Lackluster story campaign. Luckily for me I rate story as the lowest measuring stick in video game quality. Otherwise this game is excellent. The combat is spot on, slow and very tactical and heavily dependent on how you set up your Mech. In the early stages you can just get by playing it by ear with the stock Mech you begin with, of course with the help of your AI Lance mates. I used my starting Centurian all the way until campaign mission 8 before finally swapping it out for a 90ton Assault Mech with a Gauss Gun. The Mechs control like huge hulking machines, not exactly agile but you can feel a huge difference between a 20ton agile light Mech and a giant 90 ton Highlander.

The campaign is nothing more than an excuse to work your way around the galaxy taking mercenary jobs and upgrading your Lance with bigger and better equipment. I found the game play loop to be highly addictive because the combat is so good and the upgrades can make such a huge difference.

The game also pays respect to the licensed world it is set in. The well known Mechs are present and new ones become available when they historically should. The universe has all the factions battling it out and you, as a Mercenary, can help or hinder them as you see fit.

It runs and looks mostly quite well on XSX, except for frame drops when you use maximum zoom and have a screen full of particles- otherwise it runs well and looks good without setting any visual benchmarks. After about the first 20-30 hours it starts to feel like it could do with a few more world classes and mission types.

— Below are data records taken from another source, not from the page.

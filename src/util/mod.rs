//! Small support utilities.

/// Monotonic frame delta-time source.
pub mod frame_clock;

pub use frame_clock::FrameClock;
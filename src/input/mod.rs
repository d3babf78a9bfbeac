//! Input handling: platform-agnostic events, per-frame state tracking,
//! and the processor that turns raw events into one frame of camera input.

/// Platform-agnostic input events.
pub mod event;
/// Movement actions and held-key state.
pub mod keyboard;
/// Absolute-cursor-to-delta tracking.
pub mod mouse;
/// Converts raw events into per-frame camera input.
pub mod processor;

pub use event::InputEvent;
pub use keyboard::MoveAction;
pub use processor::{FrameInput, InputProcessor, KeyBindings};
use serde::{Deserialize, Serialize};

#[derive(Debug, Clone, Serialize, Deserialize, PartialEq)]
#[serde(default)]
/// Camera projection and control parameters.
pub struct CameraOptions {
    /// Vertical field of view in degrees (effective range 1–45).
    pub fov: f32,
    /// Near clipping plane distance.
    pub znear: f32,
    /// Far clipping plane distance.
    pub zfar: f32,
    /// Movement speed in world units per second.
    pub move_speed: f32,
    /// Mouse look sensitivity in degrees per input unit.
    pub look_sensitivity: f32,
}

impl Default for CameraOptions {
    fn default() -> Self {
        Self {
            fov: 45.0,
            znear: 0.1,
            zfar: 100.0,
            move_speed: 2.3,
            look_sensitivity: 0.1,
        }
    }
}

Also, the weapons feel okay and tend to impact nicely, but I think the collisions between Mechs should have more crash and bang- given these things can be over 90tons and be moving along at a good speed, I think there should be more impact when they run into each other.

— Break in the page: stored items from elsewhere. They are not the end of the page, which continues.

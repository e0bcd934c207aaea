use crate::errors::TableError;

use super::models::GameResult;

const SEPARATOR: char = '-';

impl GameResult {
    /// Parse a raw game string of the form `winner-loser`.
    ///
    /// Exactly one separator, two non-empty names, and the names must differ.
    pub fn parse(raw: &str) -> Result<Self, TableError> {
        let parts: Vec<&str> = raw.split(SEPARATOR).collect();

        match parts.as_slice() {
            [winner, loser] if is_valid_pair(winner, loser) => Ok(Self {
                winner: winner.to_string(),
                loser: loser.to_string(),
            }),
            _ => Err(TableError::MalformedGameResult(raw.to_string())),
        }
    }
}

fn is_valid_pair(winner: &str, loser: &str) -> bool {
    !winner.is_empty() && !loser.is_empty() && winner != loser
}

Modifying Mechs is fun and becomes more important the deeper into the campaign you go. You can swap out weapon configurations on hardpoints, move armor around etc. No modifying power plants which is actually cannon for the time period- it's set early in the Battletech universe before factions started really deep level modifications.

If you're a story person I doubt you will like it. But if you want a very open ended mercenary simulator set in the MechWarrior universe then this one works well.